PROBLEM REQUIREMENTS:
If a line in the records below holds the string "FnOnce", count it, and state only the final count.

(Collected data entries)
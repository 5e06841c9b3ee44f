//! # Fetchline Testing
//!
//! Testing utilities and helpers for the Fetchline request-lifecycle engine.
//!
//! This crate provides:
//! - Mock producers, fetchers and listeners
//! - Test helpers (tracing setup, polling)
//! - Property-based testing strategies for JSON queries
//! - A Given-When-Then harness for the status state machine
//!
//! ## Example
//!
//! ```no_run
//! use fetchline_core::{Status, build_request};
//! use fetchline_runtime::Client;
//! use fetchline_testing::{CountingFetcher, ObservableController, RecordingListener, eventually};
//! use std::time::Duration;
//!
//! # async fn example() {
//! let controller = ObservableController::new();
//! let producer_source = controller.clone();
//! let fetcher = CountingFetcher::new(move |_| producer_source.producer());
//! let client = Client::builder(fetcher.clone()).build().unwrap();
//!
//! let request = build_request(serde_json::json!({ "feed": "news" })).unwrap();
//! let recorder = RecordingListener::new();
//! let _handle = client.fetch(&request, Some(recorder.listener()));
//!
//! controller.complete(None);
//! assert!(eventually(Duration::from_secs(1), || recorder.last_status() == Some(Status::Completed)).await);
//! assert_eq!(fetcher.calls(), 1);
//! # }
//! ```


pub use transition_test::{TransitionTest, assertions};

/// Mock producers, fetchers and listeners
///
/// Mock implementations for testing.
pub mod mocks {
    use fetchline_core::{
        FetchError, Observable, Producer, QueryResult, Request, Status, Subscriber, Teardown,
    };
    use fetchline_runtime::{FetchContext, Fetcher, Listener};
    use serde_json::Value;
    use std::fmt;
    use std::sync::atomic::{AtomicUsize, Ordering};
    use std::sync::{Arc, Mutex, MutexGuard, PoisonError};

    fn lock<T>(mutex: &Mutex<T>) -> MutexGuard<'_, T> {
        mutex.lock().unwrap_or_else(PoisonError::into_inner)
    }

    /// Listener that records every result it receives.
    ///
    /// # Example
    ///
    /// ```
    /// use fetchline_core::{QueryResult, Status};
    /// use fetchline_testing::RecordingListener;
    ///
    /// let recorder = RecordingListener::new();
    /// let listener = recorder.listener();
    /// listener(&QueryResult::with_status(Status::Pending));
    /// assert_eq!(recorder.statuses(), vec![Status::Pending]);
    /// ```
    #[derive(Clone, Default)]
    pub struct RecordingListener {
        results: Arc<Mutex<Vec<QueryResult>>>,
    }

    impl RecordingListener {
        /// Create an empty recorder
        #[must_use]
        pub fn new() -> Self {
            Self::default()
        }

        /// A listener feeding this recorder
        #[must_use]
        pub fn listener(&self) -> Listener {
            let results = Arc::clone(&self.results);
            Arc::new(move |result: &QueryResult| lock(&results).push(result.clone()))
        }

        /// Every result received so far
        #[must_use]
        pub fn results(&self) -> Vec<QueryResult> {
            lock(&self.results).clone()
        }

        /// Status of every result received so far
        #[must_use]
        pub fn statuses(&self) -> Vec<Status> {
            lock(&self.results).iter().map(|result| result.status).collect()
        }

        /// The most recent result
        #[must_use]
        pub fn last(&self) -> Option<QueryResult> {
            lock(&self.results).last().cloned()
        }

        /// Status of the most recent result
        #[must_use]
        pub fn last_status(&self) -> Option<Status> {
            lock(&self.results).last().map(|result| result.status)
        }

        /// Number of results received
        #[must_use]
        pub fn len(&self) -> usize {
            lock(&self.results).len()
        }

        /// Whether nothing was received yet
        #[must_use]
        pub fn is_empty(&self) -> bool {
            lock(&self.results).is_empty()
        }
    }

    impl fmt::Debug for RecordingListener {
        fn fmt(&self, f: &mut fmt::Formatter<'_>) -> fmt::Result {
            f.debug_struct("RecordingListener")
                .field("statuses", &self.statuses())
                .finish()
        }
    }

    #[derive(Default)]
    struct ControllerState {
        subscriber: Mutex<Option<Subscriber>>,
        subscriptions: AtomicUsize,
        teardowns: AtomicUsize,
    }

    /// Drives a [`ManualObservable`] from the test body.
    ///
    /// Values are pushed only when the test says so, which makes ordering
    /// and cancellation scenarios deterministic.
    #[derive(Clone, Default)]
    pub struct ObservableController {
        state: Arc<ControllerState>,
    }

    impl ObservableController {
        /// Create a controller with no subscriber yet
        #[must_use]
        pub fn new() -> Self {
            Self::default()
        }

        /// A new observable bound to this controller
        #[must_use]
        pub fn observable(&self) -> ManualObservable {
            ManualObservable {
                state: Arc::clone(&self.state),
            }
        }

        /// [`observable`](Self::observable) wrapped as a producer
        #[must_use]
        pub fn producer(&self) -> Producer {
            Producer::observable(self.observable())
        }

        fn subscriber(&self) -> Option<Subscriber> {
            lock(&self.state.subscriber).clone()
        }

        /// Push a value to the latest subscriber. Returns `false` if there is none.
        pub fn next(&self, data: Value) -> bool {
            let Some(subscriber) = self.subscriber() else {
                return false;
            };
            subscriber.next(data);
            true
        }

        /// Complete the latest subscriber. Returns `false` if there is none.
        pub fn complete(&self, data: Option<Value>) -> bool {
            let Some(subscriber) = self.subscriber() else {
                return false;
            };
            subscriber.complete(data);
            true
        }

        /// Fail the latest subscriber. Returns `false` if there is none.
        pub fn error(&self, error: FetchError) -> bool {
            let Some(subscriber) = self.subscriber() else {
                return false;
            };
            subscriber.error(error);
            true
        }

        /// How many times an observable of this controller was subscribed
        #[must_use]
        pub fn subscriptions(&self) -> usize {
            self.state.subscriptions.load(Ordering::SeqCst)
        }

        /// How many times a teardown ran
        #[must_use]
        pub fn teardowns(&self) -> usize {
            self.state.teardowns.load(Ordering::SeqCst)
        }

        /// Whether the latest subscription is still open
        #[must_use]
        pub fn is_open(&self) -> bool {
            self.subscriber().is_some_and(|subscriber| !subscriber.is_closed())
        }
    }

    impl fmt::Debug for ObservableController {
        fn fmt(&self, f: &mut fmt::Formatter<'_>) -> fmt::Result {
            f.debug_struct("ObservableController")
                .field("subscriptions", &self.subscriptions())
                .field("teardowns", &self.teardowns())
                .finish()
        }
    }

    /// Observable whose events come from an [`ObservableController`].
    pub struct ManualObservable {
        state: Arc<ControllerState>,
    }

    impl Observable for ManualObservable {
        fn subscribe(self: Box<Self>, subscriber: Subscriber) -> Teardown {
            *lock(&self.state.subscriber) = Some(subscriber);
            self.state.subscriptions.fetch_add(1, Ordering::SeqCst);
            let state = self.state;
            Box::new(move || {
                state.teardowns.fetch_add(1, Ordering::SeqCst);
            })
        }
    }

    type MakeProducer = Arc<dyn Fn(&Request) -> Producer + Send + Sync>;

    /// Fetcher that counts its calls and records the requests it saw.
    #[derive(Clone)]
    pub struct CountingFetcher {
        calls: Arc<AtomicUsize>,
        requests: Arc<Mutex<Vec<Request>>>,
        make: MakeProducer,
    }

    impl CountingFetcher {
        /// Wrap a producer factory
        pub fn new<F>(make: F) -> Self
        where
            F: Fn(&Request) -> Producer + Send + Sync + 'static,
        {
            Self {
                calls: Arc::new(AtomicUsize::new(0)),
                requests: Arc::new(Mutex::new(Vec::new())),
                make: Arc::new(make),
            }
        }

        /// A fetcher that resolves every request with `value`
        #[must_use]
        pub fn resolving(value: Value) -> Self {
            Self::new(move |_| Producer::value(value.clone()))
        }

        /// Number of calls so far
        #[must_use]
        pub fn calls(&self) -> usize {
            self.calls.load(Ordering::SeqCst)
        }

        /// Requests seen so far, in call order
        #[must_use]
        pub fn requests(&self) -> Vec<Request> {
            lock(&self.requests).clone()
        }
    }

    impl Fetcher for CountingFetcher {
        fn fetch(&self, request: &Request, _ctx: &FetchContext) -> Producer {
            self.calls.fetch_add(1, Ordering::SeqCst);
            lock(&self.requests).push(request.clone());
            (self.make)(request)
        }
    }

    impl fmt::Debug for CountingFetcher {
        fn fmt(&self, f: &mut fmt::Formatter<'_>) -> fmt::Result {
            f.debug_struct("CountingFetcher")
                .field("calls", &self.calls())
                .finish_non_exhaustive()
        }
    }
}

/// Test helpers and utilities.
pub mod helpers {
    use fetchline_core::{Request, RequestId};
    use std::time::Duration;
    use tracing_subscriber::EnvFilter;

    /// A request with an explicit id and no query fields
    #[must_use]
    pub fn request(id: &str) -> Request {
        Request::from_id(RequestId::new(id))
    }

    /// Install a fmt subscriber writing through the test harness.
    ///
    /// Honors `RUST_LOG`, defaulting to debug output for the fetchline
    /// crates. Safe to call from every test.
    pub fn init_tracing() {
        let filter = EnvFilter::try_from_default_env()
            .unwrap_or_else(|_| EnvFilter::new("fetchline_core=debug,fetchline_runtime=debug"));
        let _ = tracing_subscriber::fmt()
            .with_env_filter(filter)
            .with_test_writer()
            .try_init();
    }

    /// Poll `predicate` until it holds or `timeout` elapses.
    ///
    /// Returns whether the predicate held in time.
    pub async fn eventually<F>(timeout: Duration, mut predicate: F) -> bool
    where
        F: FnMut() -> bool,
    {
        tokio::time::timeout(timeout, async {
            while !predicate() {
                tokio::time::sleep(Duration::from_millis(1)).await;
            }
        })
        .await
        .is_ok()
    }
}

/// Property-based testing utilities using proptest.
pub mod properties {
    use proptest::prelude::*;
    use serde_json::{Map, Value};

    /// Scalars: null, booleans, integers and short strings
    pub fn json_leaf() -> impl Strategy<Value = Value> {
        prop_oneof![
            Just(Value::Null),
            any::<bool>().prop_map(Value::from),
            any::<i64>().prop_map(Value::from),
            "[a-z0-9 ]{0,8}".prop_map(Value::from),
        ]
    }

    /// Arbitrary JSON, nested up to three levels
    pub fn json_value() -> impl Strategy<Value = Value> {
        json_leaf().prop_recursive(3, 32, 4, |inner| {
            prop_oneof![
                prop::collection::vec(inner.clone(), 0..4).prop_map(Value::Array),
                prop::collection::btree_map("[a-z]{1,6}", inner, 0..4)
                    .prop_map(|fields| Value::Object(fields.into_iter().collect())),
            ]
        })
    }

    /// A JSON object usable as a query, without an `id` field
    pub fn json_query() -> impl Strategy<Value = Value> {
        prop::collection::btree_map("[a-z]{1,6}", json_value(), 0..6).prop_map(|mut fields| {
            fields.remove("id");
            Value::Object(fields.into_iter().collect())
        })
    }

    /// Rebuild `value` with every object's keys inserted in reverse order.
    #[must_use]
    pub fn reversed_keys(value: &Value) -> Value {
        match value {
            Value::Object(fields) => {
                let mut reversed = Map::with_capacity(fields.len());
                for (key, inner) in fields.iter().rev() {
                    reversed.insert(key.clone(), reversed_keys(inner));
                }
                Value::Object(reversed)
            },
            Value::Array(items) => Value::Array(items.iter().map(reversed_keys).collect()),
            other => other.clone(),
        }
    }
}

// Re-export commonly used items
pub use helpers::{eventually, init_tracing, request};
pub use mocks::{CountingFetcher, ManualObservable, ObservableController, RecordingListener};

...

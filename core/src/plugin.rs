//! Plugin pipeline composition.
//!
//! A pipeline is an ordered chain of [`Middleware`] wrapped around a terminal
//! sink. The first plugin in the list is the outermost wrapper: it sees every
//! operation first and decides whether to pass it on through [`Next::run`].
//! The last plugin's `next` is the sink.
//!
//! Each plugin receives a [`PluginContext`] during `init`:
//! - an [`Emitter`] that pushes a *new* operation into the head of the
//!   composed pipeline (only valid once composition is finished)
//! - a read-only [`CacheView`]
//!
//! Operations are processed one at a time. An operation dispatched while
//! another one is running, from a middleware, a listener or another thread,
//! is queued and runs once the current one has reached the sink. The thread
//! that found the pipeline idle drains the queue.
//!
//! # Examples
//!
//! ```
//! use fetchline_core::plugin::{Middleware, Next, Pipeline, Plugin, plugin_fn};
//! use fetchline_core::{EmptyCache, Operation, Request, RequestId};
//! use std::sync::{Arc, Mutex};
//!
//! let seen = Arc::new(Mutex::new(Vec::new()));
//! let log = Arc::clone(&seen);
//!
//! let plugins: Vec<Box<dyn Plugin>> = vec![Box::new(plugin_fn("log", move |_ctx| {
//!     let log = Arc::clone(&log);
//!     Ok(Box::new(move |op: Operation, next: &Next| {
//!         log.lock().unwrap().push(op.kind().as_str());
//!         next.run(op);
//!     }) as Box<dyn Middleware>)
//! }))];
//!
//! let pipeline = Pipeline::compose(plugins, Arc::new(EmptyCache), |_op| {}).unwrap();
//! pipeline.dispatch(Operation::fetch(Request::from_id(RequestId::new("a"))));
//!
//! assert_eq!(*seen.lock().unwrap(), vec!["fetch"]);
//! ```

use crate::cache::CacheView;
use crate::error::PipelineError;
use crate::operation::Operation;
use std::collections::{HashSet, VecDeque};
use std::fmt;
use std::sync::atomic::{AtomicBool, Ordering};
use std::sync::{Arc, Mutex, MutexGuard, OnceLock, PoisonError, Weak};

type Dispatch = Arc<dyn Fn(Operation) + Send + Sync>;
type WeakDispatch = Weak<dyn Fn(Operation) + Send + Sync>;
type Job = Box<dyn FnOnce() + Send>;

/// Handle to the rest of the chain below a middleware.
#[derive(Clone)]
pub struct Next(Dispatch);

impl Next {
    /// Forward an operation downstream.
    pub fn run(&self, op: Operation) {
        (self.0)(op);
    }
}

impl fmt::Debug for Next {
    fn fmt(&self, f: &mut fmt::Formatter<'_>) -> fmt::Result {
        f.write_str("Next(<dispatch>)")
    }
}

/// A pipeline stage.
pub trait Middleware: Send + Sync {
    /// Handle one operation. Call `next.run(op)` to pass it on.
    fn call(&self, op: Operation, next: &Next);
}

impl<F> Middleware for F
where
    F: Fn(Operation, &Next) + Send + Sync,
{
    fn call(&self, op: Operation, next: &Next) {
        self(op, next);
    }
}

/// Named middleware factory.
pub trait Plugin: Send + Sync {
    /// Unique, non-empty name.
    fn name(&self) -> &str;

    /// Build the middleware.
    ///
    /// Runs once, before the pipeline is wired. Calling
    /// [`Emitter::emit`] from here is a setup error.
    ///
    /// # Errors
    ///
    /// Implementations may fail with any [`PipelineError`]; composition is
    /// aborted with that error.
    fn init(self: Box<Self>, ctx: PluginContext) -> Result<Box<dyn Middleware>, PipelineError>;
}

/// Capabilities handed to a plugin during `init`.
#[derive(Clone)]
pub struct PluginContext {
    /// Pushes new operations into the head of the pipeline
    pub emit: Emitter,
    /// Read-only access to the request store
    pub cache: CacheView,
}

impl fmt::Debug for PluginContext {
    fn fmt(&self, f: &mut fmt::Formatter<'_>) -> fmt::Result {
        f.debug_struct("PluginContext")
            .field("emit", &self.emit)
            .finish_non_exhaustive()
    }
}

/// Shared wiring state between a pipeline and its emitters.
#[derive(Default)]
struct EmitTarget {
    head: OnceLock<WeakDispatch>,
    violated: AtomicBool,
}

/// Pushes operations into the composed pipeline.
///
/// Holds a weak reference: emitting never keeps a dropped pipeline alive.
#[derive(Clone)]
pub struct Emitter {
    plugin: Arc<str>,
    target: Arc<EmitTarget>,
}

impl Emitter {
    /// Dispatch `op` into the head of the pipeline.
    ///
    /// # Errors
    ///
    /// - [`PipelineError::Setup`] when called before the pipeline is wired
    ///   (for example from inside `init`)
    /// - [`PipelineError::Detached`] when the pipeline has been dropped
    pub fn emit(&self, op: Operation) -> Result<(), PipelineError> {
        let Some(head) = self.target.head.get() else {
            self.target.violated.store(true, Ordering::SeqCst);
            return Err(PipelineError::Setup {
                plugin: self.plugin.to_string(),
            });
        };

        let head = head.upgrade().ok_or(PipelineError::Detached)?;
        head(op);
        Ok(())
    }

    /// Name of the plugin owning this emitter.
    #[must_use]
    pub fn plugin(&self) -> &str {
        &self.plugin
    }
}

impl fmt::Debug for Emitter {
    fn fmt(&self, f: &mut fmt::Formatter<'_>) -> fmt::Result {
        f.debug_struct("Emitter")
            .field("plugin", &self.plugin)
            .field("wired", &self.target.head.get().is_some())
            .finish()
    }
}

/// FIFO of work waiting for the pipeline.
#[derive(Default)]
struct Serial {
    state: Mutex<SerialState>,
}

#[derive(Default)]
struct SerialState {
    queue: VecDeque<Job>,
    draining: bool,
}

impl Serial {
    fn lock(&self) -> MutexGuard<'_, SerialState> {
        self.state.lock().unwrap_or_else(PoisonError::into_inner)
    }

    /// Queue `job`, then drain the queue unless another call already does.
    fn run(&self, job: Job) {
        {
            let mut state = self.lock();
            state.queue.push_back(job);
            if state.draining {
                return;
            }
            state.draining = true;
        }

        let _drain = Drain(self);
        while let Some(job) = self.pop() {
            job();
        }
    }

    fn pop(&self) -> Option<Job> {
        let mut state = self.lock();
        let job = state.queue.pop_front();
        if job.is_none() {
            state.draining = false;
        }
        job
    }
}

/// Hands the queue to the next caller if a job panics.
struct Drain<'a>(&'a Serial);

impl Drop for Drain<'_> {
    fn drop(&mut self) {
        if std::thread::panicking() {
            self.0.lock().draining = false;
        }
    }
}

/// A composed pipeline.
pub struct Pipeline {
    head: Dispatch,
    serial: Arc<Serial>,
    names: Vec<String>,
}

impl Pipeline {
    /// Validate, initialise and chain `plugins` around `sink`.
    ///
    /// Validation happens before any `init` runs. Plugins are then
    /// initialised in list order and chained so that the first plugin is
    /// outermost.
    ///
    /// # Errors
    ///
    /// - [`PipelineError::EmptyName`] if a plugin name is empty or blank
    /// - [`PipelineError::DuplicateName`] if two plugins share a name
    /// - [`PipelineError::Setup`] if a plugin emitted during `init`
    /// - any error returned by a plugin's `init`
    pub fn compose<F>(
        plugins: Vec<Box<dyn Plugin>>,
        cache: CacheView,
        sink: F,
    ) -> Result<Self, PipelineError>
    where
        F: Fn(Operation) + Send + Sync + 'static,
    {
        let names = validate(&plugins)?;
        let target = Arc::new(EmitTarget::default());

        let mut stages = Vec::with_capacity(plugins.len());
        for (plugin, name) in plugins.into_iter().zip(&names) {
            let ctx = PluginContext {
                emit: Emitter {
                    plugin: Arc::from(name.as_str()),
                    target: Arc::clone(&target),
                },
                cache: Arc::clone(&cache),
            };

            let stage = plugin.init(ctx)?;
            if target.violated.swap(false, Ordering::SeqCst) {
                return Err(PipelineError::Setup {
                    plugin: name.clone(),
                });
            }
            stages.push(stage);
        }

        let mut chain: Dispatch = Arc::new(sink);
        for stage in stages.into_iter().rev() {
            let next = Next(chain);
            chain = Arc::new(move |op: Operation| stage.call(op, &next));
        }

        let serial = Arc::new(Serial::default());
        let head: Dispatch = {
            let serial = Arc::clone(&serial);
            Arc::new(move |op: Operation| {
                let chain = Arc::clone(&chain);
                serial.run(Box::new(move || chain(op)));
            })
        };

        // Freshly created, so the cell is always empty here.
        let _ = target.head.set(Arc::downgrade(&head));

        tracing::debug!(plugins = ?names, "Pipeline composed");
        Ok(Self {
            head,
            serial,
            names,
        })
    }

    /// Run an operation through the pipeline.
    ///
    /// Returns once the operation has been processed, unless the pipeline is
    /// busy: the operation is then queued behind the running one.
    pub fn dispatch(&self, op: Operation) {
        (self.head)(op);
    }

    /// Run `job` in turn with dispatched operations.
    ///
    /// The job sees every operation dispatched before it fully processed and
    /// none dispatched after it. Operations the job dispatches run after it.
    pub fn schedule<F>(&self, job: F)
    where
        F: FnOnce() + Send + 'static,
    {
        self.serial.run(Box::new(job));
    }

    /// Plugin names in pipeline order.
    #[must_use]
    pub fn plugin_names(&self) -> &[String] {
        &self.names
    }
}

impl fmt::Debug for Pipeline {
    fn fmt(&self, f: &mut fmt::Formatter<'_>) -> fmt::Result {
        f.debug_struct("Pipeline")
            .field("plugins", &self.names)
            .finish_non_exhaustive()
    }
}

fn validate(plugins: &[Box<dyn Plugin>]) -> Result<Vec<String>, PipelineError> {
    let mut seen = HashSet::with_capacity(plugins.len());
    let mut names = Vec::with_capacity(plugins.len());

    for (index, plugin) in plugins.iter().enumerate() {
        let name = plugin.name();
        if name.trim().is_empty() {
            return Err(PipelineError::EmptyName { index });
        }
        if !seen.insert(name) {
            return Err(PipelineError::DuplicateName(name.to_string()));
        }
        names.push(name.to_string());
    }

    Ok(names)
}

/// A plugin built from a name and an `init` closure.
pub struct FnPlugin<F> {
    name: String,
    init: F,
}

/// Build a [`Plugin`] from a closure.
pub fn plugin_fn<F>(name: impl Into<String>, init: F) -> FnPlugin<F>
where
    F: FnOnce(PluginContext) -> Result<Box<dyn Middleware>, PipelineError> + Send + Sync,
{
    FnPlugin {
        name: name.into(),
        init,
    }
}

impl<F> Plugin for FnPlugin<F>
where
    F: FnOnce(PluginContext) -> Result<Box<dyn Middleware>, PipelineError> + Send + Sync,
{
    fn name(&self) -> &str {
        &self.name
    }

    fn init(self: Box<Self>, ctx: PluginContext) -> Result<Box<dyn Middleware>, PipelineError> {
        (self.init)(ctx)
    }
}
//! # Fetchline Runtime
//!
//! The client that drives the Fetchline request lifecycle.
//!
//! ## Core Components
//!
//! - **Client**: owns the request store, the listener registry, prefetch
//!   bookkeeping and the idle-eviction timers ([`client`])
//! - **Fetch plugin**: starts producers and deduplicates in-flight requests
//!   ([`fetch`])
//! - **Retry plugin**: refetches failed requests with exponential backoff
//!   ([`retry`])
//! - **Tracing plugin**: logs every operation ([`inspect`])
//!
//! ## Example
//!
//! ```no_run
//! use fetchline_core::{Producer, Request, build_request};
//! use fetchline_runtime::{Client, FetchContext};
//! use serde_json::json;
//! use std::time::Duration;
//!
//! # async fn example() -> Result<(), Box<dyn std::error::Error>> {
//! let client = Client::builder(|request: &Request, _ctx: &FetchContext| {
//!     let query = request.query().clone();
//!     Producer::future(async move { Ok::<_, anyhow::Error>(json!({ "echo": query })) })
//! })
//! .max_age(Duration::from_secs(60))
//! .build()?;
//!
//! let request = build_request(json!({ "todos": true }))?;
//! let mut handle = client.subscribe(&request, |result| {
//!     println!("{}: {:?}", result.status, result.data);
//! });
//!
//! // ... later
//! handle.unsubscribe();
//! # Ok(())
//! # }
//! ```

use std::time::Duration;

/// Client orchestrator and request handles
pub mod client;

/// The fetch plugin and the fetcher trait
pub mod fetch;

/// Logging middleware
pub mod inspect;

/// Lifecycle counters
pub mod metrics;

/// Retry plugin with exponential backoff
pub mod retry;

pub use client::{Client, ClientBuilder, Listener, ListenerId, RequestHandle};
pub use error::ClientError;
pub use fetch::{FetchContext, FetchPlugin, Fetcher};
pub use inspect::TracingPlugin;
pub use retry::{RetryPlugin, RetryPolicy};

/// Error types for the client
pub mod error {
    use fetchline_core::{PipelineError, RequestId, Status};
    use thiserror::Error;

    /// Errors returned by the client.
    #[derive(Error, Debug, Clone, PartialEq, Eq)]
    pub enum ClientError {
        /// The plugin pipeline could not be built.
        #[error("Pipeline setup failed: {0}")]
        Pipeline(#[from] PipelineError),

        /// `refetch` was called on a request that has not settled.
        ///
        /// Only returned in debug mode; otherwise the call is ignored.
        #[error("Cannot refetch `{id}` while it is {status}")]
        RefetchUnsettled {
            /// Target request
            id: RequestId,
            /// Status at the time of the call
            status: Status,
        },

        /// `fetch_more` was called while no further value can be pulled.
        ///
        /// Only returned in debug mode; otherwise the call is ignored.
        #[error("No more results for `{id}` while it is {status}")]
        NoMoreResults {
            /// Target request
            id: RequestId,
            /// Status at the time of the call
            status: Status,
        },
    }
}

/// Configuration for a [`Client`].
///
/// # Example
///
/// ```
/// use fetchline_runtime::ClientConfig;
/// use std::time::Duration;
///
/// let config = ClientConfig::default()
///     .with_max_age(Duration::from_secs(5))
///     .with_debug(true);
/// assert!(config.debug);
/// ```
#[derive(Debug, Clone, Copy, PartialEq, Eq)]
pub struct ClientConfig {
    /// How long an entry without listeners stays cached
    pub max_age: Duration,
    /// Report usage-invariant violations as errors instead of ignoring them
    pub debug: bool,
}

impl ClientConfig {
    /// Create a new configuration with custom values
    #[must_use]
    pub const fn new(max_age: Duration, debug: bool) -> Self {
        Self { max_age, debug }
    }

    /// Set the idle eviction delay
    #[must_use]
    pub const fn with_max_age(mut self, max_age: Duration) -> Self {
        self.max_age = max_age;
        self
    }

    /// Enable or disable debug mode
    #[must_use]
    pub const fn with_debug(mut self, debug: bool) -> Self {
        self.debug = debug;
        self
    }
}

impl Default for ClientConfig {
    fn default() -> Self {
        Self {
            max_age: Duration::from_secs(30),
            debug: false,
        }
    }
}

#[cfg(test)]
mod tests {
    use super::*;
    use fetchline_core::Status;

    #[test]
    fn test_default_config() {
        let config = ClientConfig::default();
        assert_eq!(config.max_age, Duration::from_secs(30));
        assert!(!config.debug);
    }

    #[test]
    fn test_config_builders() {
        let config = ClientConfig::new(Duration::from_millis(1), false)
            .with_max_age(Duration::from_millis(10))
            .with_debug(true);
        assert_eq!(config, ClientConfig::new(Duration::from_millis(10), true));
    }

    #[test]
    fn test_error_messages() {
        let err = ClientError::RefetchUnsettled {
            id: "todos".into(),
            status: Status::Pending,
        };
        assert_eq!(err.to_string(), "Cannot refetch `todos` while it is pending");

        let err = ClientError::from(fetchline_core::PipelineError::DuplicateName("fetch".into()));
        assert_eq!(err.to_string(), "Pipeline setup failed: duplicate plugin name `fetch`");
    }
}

---

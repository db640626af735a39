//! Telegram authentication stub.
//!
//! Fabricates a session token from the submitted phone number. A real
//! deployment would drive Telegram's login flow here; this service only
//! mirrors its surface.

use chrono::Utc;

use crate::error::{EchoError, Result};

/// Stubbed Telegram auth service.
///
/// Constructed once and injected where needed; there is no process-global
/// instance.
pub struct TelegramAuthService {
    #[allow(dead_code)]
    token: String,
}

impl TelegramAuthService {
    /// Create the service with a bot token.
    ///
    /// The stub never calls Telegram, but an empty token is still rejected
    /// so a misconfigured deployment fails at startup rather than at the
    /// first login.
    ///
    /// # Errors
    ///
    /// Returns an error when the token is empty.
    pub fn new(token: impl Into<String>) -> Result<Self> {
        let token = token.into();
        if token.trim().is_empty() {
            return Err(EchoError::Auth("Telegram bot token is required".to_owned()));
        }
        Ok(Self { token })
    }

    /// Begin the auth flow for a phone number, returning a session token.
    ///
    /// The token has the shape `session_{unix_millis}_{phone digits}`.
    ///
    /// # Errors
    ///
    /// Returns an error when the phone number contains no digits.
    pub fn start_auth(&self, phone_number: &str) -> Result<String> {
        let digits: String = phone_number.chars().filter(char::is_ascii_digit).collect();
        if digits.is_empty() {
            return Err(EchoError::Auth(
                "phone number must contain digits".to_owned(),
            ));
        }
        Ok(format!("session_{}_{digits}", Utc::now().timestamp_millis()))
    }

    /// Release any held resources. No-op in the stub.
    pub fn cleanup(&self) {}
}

YOUR RESPONSE:
4